→ About this task
The listing below holds a line with "let t = ticket(TicketStatus::Open, None);" and a later line with "for status in". Write out those two lines and every line between them, exactly, and nothing else.

→ Data records
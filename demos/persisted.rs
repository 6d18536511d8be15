//! Example: a counter that survives restarts.
//!
//! Each run loads the previous value from a JSON snapshot in the system
//! temp directory, bumps it, and saves it back on every change.

use std::cell::RefCell;
use std::rc::Rc;

use counter_kit::prelude::*;
use tracing_subscriber::EnvFilter;

fn main() -> Result<(), Box<dyn std::error::Error>> {
    tracing_subscriber::fmt()
        .with_env_filter(EnvFilter::from_default_env())
        .init();

    let config = CounterConfig::from_toml_str("initial = 0\nmin = 0\nmax = 1000")?;
    let store = FileStore::open(std::env::temp_dir().join("counter-kit-demo"))?;
    println!("Snapshots live in {}", store.dir().display());

    let counter = BoundedCounter::rehydrate(config, &store, "visits")?;
    println!("Restored visits: {}", counter.value());

    let store = Rc::new(RefCell::new(store));
    counter.persist_on_change(Rc::clone(&store), "visits");

    counter.increment();
    println!("Visits now: {} (run again to see it grow)", counter.value());
    Ok(())
}
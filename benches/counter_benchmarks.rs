use std::cell::Cell;
use std::rc::Rc;

use counter_kit::prelude::*;
use criterion::{black_box, criterion_group, criterion_main, Criterion};

fn bench_increment(c: &mut Criterion) {
    c.bench_function("BoundedCounter::increment x1000 (unbounded)", |b| {
        b.iter(|| {
            let counter = BoundedCounter::default();
            for _ in 0..1000 {
                counter.increment();
            }
            black_box(counter.value())
        })
    });

    c.bench_function("BoundedCounter::increment x1000 (saturating)", |b| {
        let config = CounterConfig::default().with_bounds(0, 10);
        b.iter(|| {
            let counter = BoundedCounter::new(config.clone()).unwrap();
            for _ in 0..1000 {
                counter.increment();
            }
            black_box(counter.value())
        })
    });
}

fn bench_dispatch(c: &mut Criterion) {
    let actions = [
        Action::Increment,
        Action::IncrementBy(7),
        Action::Decrement,
        Action::Set(-40),
        Action::Reset,
    ];

    c.bench_function("BoundedCounter::dispatch x1000", |b| {
        let config = CounterConfig::default().with_bounds(-50, 50);
        b.iter(|| {
            let counter = BoundedCounter::new(config.clone()).unwrap();
            for action in actions.iter().cycle().take(1000) {
                counter.dispatch(*action);
            }
            black_box(counter.value())
        })
    });
}

fn bench_notify(c: &mut Criterion) {
    let counter = BoundedCounter::new(CounterConfig::default().with_history_limit(0)).unwrap();
    let seen = Rc::new(Cell::new(0u64));
    for _ in 0..16 {
        let seen = Rc::clone(&seen);
        counter.subscribe(move |_| seen.set(seen.get() + 1));
    }

    c.bench_function("BoundedCounter::increment with 16 listeners", |b| {
        b.iter(|| black_box(counter.increment()))
    });
}

criterion_group!(benches, bench_increment, bench_dispatch, bench_notify);
criterion_main!(benches);
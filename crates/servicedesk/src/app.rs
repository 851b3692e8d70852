//! Application context for CLI command execution.
//!
//! This module provides the `App` struct that manages configuration and
//! storage lifecycle and provides the context for executing CLI commands.

use crate::commands::init::{find_desk_root, ActorConfig, DeskConfig, CONFIG_FILE_NAME, DESK_DIR_NAME};
use crate::desk::TicketDesk;
use crate::domain::{Role, UserId};
use crate::error::{Error, Result};
use crate::storage::create_store;
use std::path::{Path, PathBuf};

/// Application context for CLI operations.
///
/// Manages storage initialization and lifecycle. The desk is loaded from
/// the workspace configuration on creation.
pub struct App {
    /// The ticket desk engine over the configured storage backend
    desk: TicketDesk,

    /// Path to the service desk directory (.servicedesk)
    desk_dir: PathBuf,

    /// Default acting identity from configuration, if any
    default_actor: Option<ActorConfig>,
}

impl std::fmt::Debug for App {
    fn fmt(&self, f: &mut std::fmt::Formatter<'_>) -> std::fmt::Result {
        f.debug_struct("App")
            .field("desk_dir", &self.desk_dir)
            .field("default_actor", &self.default_actor)
            .finish()
    }
}

impl App {
    /// Create an App instance from the given working directory.
    ///
    /// Searches up the directory tree to find a `.servicedesk/` directory,
    /// loads configuration, and initializes storage.
    ///
    /// # Errors
    ///
    /// Returns an error if no workspace is found in the directory tree,
    /// configuration cannot be loaded, or storage initialization fails.
    pub async fn from_directory(working_dir: &Path) -> Result<Self> {
        let root_dir = find_desk_root(working_dir).ok_or_else(|| {
            Error::Config(
                "Not a service desk workspace (run `servicedesk init` first)".to_string(),
            )
        })?;

        let desk_dir = root_dir.join(DESK_DIR_NAME);
        let config_path = desk_dir.join(CONFIG_FILE_NAME);

        let config = DeskConfig::load(&config_path).await?;

        let backend = config.to_backend(&root_dir)?;
        let store = create_store(backend).await?;

        Ok(Self {
            desk: TicketDesk::new(store),
            desk_dir,
            default_actor: config.default_actor,
        })
    }

    /// Get a mutable reference to the ticket desk
    pub fn desk_mut(&mut self) -> &mut TicketDesk {
        &mut self.desk
    }

    /// Get an immutable reference to the ticket desk
    pub fn desk(&self) -> &TicketDesk {
        &self.desk
    }

    /// Get the path to the service desk directory
    pub fn desk_dir(&self) -> &Path {
        &self.desk_dir
    }

    /// Resolve the acting identity for a command.
    ///
    /// Explicit `--actor`/`--role` flags win; otherwise the configured
    /// default actor applies.
    ///
    /// # Errors
    ///
    /// Returns a configuration error when neither flags nor configuration
    /// identify the actor.
    pub fn resolve_actor(
        &self,
        actor: Option<&str>,
        role: Option<Role>,
    ) -> Result<(UserId, Role)> {
        match (actor, role, &self.default_actor) {
            (Some(name), Some(role), _) => Ok((UserId::from(name), role)),
            (Some(name), None, Some(default)) => Ok((UserId::from(name), default.role)),
            (None, role, Some(default)) => Ok((
                UserId::new(default.name.clone()),
                role.unwrap_or(default.role),
            )),
            _ => Err(Error::Config(
                "No acting user: pass --actor/--role or configure default-actor".to_string(),
            )),
        }
    }

    /// Save storage state to persistent storage.
    ///
    /// This should be called after any mutating operations.
    pub async fn save(&self) -> Result<()> {
        self.desk.save().await
    }
}

#[cfg(test)]
mod tests {
    use super::*;
    use crate::commands::init;
    use tempfile::TempDir;

    #[tokio::test]
    async fn app_from_initialized_directory() {
        let temp_dir = TempDir::new().unwrap();

        init::init(
            temp_dir.path(),
            Some(ActorConfig {
                name: "alice".to_string(),
                role: Role::Admin,
            }),
        )
        .await
        .unwrap();

        let app = App::from_directory(temp_dir.path()).await.unwrap();

        assert!(app.desk_dir().ends_with(".servicedesk"));
        let (actor, role) = app.resolve_actor(None, None).unwrap();
        assert_eq!(actor.as_str(), "alice");
        assert_eq!(role, Role::Admin);
    }

    #[tokio::test]
    async fn app_from_subdirectory() {
        let temp_dir = TempDir::new().unwrap();

        init::init(temp_dir.path(), None).await.unwrap();

        let sub_dir = temp_dir.path().join("src").join("lib");
        std::fs::create_dir_all(&sub_dir).unwrap();

        let app = App::from_directory(&sub_dir).await.unwrap();
        assert!(app.desk_dir().ends_with(".servicedesk"));
    }

    #[tokio::test]
    async fn app_from_uninitialized_directory() {
        let temp_dir = TempDir::new().unwrap();

        let result = App::from_directory(temp_dir.path()).await;
        assert!(result.is_err());

        let err = result.unwrap_err().to_string();
        assert!(err.contains("Not a service desk workspace"));
    }

    #[tokio::test]
    async fn resolve_actor_flag_precedence() {
        let temp_dir = TempDir::new().unwrap();
        init::init(
            temp_dir.path(),
            Some(ActorConfig {
                name: "alice".to_string(),
                role: Role::Admin,
            }),
        )
        .await
        .unwrap();
        let app = App::from_directory(temp_dir.path()).await.unwrap();

        // Explicit flags win over the configured default
        let (actor, role) = app
            .resolve_actor(Some("bob"), Some(Role::Client))
            .unwrap();
        assert_eq!(actor.as_str(), "bob");
        assert_eq!(role, Role::Client);

        // Actor flag alone inherits the configured role
        let (actor, role) = app.resolve_actor(Some("bob"), None).unwrap();
        assert_eq!(actor.as_str(), "bob");
        assert_eq!(role, Role::Admin);
    }

    #[tokio::test]
    async fn resolve_actor_requires_identity() {
        let temp_dir = TempDir::new().unwrap();
        init::init(temp_dir.path(), None).await.unwrap();
        let app = App::from_directory(temp_dir.path()).await.unwrap();

        assert!(app.resolve_actor(None, None).is_err());
        // A bare --role is not an identity either
        assert!(app.resolve_actor(None, Some(Role::Admin)).is_err());
    }
}
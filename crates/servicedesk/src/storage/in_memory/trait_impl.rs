//! TicketStore trait implementation for in-memory storage.

use super::InMemoryStore;
use crate::audit::AuditEntry;
use crate::domain::{
    Comment, NewTicket, Ticket, TicketFilter, TicketId, TicketPage, TicketPatch, TicketStats,
    TicketStatus, TimeEntry, UserId,
};
use crate::error::{Error, Result};
use crate::sla;
use crate::storage::{TicketRecord, TicketStore};
use async_trait::async_trait;
use chrono::Utc;

#[async_trait]
impl TicketStore for InMemoryStore {
    async fn create(&mut self, new_ticket: NewTicket, created_by: UserId) -> Result<Ticket> {
        let mut inner = self.lock().await;

        new_ticket
            .validate()
            .map_err(|e| Error::Storage(format!("Validation failed: {e}")))?;

        // Severity defaults are applied before SLA classification
        let priority = new_ticket.priority.unwrap_or_default();
        let impact = new_ticket.impact.unwrap_or_default();
        let urgency = new_ticket.urgency.unwrap_or_default();
        let source = new_ticket.source.unwrap_or_default();

        let now = Utc::now();
        // Number assignment happens under the lock; see module docs
        let ticket_number = inner.numbering.next(new_ticket.ticket_type);
        let tier = sla::classify(priority, impact);

        let ticket = Ticket {
            id: TicketId::new(),
            ticket_number,
            title: new_ticket.title,
            description: new_ticket.description,
            ticket_type: new_ticket.ticket_type,
            priority,
            impact,
            urgency,
            status: TicketStatus::New,
            sla_tier: tier,
            due_date: sla::due_date(tier, now),
            resolution_date: None,
            source,
            category: new_ticket.category,
            subcategory: new_ticket.subcategory,
            root_cause: None,
            preventive_measures: None,
            created_by,
            assigned_to: new_ticket.assigned_to,
            created_at: now,
            updated_at: now,
        };

        inner
            .records
            .insert(ticket.id.clone(), TicketRecord::new(ticket.clone()));

        Ok(ticket)
    }

    async fn get(&self, id: &TicketId) -> Result<Option<Ticket>> {
        let inner = self.lock().await;
        Ok(inner.records.get(id).map(|r| r.ticket.clone()))
    }

    async fn find(&self, filter: &TicketFilter) -> Result<TicketPage> {
        let inner = self.lock().await;

        let mut tickets: Vec<Ticket> = inner
            .records
            .values()
            .map(|r| &r.ticket)
            .filter(|t| filter.matches(t))
            .cloned()
            .collect();

        // Newest first
        tickets.sort_by(|a, b| b.created_at.cmp(&a.created_at));

        let total = tickets.len();
        let per_page = filter.per_page();
        let page = filter.page();
        let total_pages = total.div_ceil(per_page);

        let tickets: Vec<Ticket> = tickets
            .into_iter()
            .skip((page - 1) * per_page)
            .take(per_page)
            .collect();

        Ok(TicketPage {
            tickets,
            total,
            page,
            total_pages,
        })
    }

    async fn update(
        &mut self,
        id: &TicketId,
        patch: TicketPatch,
        audit: AuditEntry,
    ) -> Result<Ticket> {
        let mut inner = self.lock().await;

        let record = inner
            .records
            .get_mut(id)
            .ok_or_else(|| Error::TicketNotFound(id.clone()))?;

        // Apply the patch to a working copy so a validation failure leaves
        // the stored ticket untouched
        let mut ticket = record.ticket.clone();

        if let Some(title) = patch.title {
            ticket.title = title;
        }
        if let Some(description) = patch.description {
            ticket.description = description;
        }
        if let Some(priority) = patch.priority {
            // SLA tier and due date stay frozen at their creation values
            ticket.priority = priority;
        }
        if let Some(impact) = patch.impact {
            ticket.impact = impact;
        }
        if let Some(urgency) = patch.urgency {
            ticket.urgency = urgency;
        }
        if let Some(status) = patch.status {
            // The resolution date is stamped once, on the transition into a
            // resolution status, and never overwritten afterwards
            if status.sets_resolution()
                && !ticket.status.sets_resolution()
                && ticket.resolution_date.is_none()
            {
                ticket.resolution_date = Some(Utc::now());
            }
            ticket.status = status;
        }
        if let Some(category) = patch.category {
            ticket.category = Some(category);
        }
        if let Some(subcategory) = patch.subcategory {
            ticket.subcategory = Some(subcategory);
        }
        if let Some(root_cause) = patch.root_cause {
            ticket.root_cause = Some(root_cause);
        }
        if let Some(preventive_measures) = patch.preventive_measures {
            ticket.preventive_measures = Some(preventive_measures);
        }
        if let Some(assigned_to) = patch.assigned_to {
            ticket.assigned_to = assigned_to;
        }

        ticket
            .validate()
            .map_err(|e| Error::Storage(format!("Validation failed: {e}")))?;

        ticket.updated_at = Utc::now();

        // Commit the mutation and its audit entry together
        record.ticket = ticket.clone();
        record.audit_log.push(audit);

        Ok(ticket)
    }

    async fn add_comment(&mut self, comment: Comment, audit: AuditEntry) -> Result<Comment> {
        let mut inner = self.lock().await;

        let record = inner
            .records
            .get_mut(&comment.ticket_id)
            .ok_or_else(|| Error::TicketNotFound(comment.ticket_id.clone()))?;

        record.comments.push(comment.clone());
        record.audit_log.push(audit);

        Ok(comment)
    }

    async fn add_time_entry(&mut self, entry: TimeEntry, audit: AuditEntry) -> Result<TimeEntry> {
        let mut inner = self.lock().await;

        let record = inner
            .records
            .get_mut(&entry.ticket_id)
            .ok_or_else(|| Error::TicketNotFound(entry.ticket_id.clone()))?;

        record.time_entries.push(entry.clone());
        record.audit_log.push(audit);

        Ok(entry)
    }

    async fn comments(&self, id: &TicketId) -> Result<Vec<Comment>> {
        let inner = self.lock().await;
        let record = inner
            .records
            .get(id)
            .ok_or_else(|| Error::TicketNotFound(id.clone()))?;
        Ok(record.comments.clone())
    }

    async fn time_entries(&self, id: &TicketId) -> Result<Vec<TimeEntry>> {
        let inner = self.lock().await;
        let record = inner
            .records
            .get(id)
            .ok_or_else(|| Error::TicketNotFound(id.clone()))?;
        Ok(record.time_entries.clone())
    }

    async fn audit_trail(&self, id: &TicketId) -> Result<Vec<AuditEntry>> {
        let inner = self.lock().await;
        let record = inner
            .records
            .get(id)
            .ok_or_else(|| Error::TicketNotFound(id.clone()))?;
        Ok(record.audit_log.clone())
    }

    async fn stats(&self, assigned_to: Option<&UserId>) -> Result<TicketStats> {
        let inner = self.lock().await;
        let now = Utc::now();

        let mut stats = TicketStats::default();
        for record in inner.records.values() {
            let ticket = &record.ticket;
            if let Some(assignee) = assigned_to {
                if ticket.assigned_to.as_ref() != Some(assignee) {
                    continue;
                }
            }

            stats.total += 1;
            match ticket.status {
                TicketStatus::New | TicketStatus::Open => stats.open += 1,
                TicketStatus::InProgress => stats.in_progress += 1,
                TicketStatus::Resolved => stats.resolved += 1,
                _ => {}
            }
            if ticket.is_overdue(now) {
                stats.overdue += 1;
            }
            match ticket.priority {
                crate::domain::Priority::High => stats.high_priority += 1,
                crate::domain::Priority::Critical => stats.critical += 1,
                _ => {}
            }
        }

        Ok(stats)
    }

    async fn import_records(&mut self, records: Vec<TicketRecord>) -> Result<()> {
        let mut inner = self.lock().await;
        for record in records {
            inner.insert_record(record);
        }
        Ok(())
    }

    async fn export_all(&self) -> Result<Vec<TicketRecord>> {
        let inner = self.lock().await;
        Ok(inner.records.values().cloned().collect())
    }

    async fn save(&self) -> Result<()> {
        // In-memory storage doesn't persist to disk
        Ok(())
    }

    async fn reload(&mut self) -> Result<()> {
        // In-memory storage has no backing store to reload from
        Ok(())
    }
}
//! Edit-permission checks for tickets.
//!
//! Permissions combine a role capability table with the ticket's current
//! state. Support roles can edit anything; a ticket's creator keeps edit
//! rights only until the ticket is accepted (assigned, or moved past
//! Open); the current assignee can always edit.
//!
//! Checks are evaluated fresh on every mutating call — ticket state
//! (status, assignee) can change between calls, so results are never
//! cached.

use crate::domain::{Role, Ticket, TicketStatus, UserId};
use crate::error::{DenialReason, Error, Result};

/// Something a role is allowed to do regardless of ticket state
#[derive(Debug, Clone, Copy, PartialEq, Eq)]
pub enum Capability {
    /// Edit any ticket, whatever its status or assignee
    EditAnyTicket,

    /// View tickets across all users, not just own
    ViewAllTickets,
}

impl Role {
    /// The closed capability set for this role.
    ///
    /// Single source of truth for role-based access; call sites query this
    /// table instead of comparing against role lists.
    pub fn capabilities(self) -> &'static [Capability] {
        match self {
            Role::Admin | Role::SupportL1 | Role::SupportL2 | Role::SupportL3 => {
                &[Capability::EditAnyTicket, Capability::ViewAllTickets]
            }
            Role::Developer | Role::ProjectManager => &[Capability::ViewAllTickets],
            Role::Client => &[],
        }
    }

    /// Whether this role holds the given capability
    pub fn has_capability(self, capability: Capability) -> bool {
        self.capabilities().contains(&capability)
    }
}

/// Check whether `actor` may edit `ticket`, with the denial reason.
///
/// # Errors
///
/// Returns [`Error::PermissionDenied`] with
/// [`DenialReason::TicketAlreadyAccepted`] when the creator has lost edit
/// rights, or [`DenialReason::NoPermission`] for an unrelated actor.
pub fn check_edit(ticket: &Ticket, actor: &UserId, role: Role) -> Result<()> {
    if role.has_capability(Capability::EditAnyTicket) {
        return Ok(());
    }

    // The creator keeps edit rights until someone accepts the ticket
    if &ticket.created_by == actor {
        let unaccepted = matches!(ticket.status, TicketStatus::New | TicketStatus::Open)
            && ticket.assigned_to.is_none();
        if unaccepted {
            return Ok(());
        }
        return Err(Error::PermissionDenied(DenialReason::TicketAlreadyAccepted));
    }

    if ticket.assigned_to.as_ref() == Some(actor) {
        return Ok(());
    }

    Err(Error::PermissionDenied(DenialReason::NoPermission))
}

/// Non-throwing edit probe: false on any denial, reason suppressed.
///
/// Used by read-only "can I edit?" queries where the caller only needs a
/// yes/no.
pub fn can_edit(ticket: &Ticket, actor: &UserId, role: Role) -> bool {
    check_edit(ticket, actor, role).is_ok()
}

#[cfg(test)]
mod tests {
    use super::*;
    use crate::domain::{Impact, Priority, SlaTier, TicketId, TicketSource, TicketType, Urgency};
    use chrono::Utc;
    use rstest::rstest;

    fn ticket(status: TicketStatus, assigned_to: Option<&str>) -> Ticket {
        let now = Utc::now();
        Ticket {
            id: TicketId::new(),
            ticket_number: "INC-0001".to_string(),
            title: "Test ticket".to_string(),
            description: String::new(),
            ticket_type: TicketType::Incident,
            priority: Priority::Medium,
            impact: Impact::Low,
            urgency: Urgency::Low,
            status,
            sla_tier: SlaTier::Basic,
            due_date: now,
            resolution_date: None,
            source: TicketSource::Web,
            category: None,
            subcategory: None,
            root_cause: None,
            preventive_measures: None,
            created_by: UserId::from("creator"),
            assigned_to: assigned_to.map(UserId::from),
            created_at: now,
            updated_at: now,
        }
    }

    #[rstest]
    #[case(Role::Admin)]
    #[case(Role::SupportL1)]
    #[case(Role::SupportL2)]
    #[case(Role::SupportL3)]
    fn support_roles_always_edit(#[case] role: Role) {
        let t = ticket(TicketStatus::Closed, Some("someone"));
        assert!(can_edit(&t, &UserId::from("bystander"), role));
    }

    #[test]
    fn creator_edits_unaccepted_ticket() {
        let t = ticket(TicketStatus::New, None);
        assert!(can_edit(&t, &UserId::from("creator"), Role::Client));

        let t = ticket(TicketStatus::Open, None);
        assert!(can_edit(&t, &UserId::from("creator"), Role::Client));
    }

    #[test]
    fn creator_loses_edit_once_assigned() {
        let t = ticket(TicketStatus::New, Some("agent"));
        let err = check_edit(&t, &UserId::from("creator"), Role::Client).unwrap_err();
        assert!(matches!(
            err,
            Error::PermissionDenied(DenialReason::TicketAlreadyAccepted)
        ));
    }

    #[test]
    fn creator_loses_edit_once_past_open() {
        let t = ticket(TicketStatus::InProgress, None);
        let err = check_edit(&t, &UserId::from("creator"), Role::Client).unwrap_err();
        assert!(matches!(
            err,
            Error::PermissionDenied(DenialReason::TicketAlreadyAccepted)
        ));
    }

    #[test]
    fn assignee_edits_regardless_of_status() {
        for status in [TicketStatus::InProgress, TicketStatus::Resolved, TicketStatus::Closed] {
            let t = ticket(status, Some("agent"));
            assert!(can_edit(&t, &UserId::from("agent"), Role::Client));
        }
    }

    #[rstest]
    #[case(Role::Client)]
    #[case(Role::Developer)]
    #[case(Role::ProjectManager)]
    fn unrelated_actor_denied_generic(#[case] role: Role) {
        let t = ticket(TicketStatus::Open, Some("agent"));
        let err = check_edit(&t, &UserId::from("bystander"), role).unwrap_err();
        assert!(matches!(
            err,
            Error::PermissionDenied(DenialReason::NoPermission)
        ));
    }

    #[test]
    fn query_form_suppresses_reason() {
        let t = ticket(TicketStatus::InProgress, Some("agent"));
        assert!(!can_edit(&t, &UserId::from("creator"), Role::Client));
        assert!(!can_edit(&t, &UserId::from("bystander"), Role::Client));
    }
}
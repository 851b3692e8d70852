//! Core in-memory storage data structures.
//!
//! This module contains the inner storage structure that holds all data
//! and is wrapped in `Arc<Mutex<>>` for thread safety.

use crate::domain::TicketId;
use crate::numbering::TicketNumberGenerator;
use crate::storage::TicketRecord;
use std::collections::HashMap;

/// Inner storage structure (not thread-safe).
///
/// Holds every ticket with its dependent collections, plus the numbering
/// state. Wrapped in `Arc<Mutex<>>` by the public store type; the mutex is
/// what serializes ticket-number assignment, so the generator is only ever
/// touched while the lock is held.
pub(crate) struct InMemoryStoreInner {
    /// Records indexed by ticket ID for O(1) lookups
    pub(super) records: HashMap<TicketId, TicketRecord>,

    /// Per-type sequential number state, seeded from loaded records
    pub(super) numbering: TicketNumberGenerator,
}

impl InMemoryStoreInner {
    /// Create a new empty storage instance
    pub(crate) fn new() -> Self {
        Self {
            records: HashMap::new(),
            numbering: TicketNumberGenerator::new(),
        }
    }

    /// Insert a record, seeding the numbering counter from its number
    pub(super) fn insert_record(&mut self, record: TicketRecord) {
        self.numbering
            .seed(record.ticket.ticket_type, &record.ticket.ticket_number);
        self.records.insert(record.ticket.id.clone(), record);
    }
}
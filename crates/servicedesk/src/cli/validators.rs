//! clap value parsers for CLI input validation.

use crate::domain;

/// Validate a ticket title argument
pub fn validate_title(title: &str) -> Result<String, String> {
    domain::validate_title(title)?;
    Ok(title.to_string())
}

/// Validate a ticket description argument
pub fn validate_description(description: &str) -> Result<String, String> {
    domain::validate_description(description)?;
    Ok(description.to_string())
}

#[cfg(test)]
mod tests {
    use super::*;
    use crate::domain::MAX_TITLE_LENGTH;

    #[test]
    fn title_bounds() {
        assert!(validate_title("VPN down").is_ok());
        assert!(validate_title("").is_err());
        assert!(validate_title(&"x".repeat(MAX_TITLE_LENGTH + 1)).is_err());
    }
}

→ Written answer
        let t = ticket(TicketStatus::Open, None);
        assert!(can_edit(&t, &UserId::from("creator"), Role::Client));
    }

    #[test]
    fn creator_loses_edit_once_assigned() {
        let t = ticket(TicketStatus::New, Some("agent"));
        let err = check_edit(&t, &UserId::from("creator"), Role::Client).unwrap_err();
        assert!(matches!(
            err,
            Error::PermissionDenied(DenialReason::TicketAlreadyAccepted)
        ));
    }

    #[test]
    fn creator_loses_edit_once_past_open() {
        let t = ticket(TicketStatus::InProgress, None);
        let err = check_edit(&t, &UserId::from("creator"), Role::Client).unwrap_err();
        assert!(matches!(
            err,
            Error::PermissionDenied(DenialReason::TicketAlreadyAccepted)
        ));
    }

    #[test]
    fn assignee_edits_regardless_of_status() {
        for status in [TicketStatus::InProgress, TicketStatus::Resolved, TicketStatus::Closed] {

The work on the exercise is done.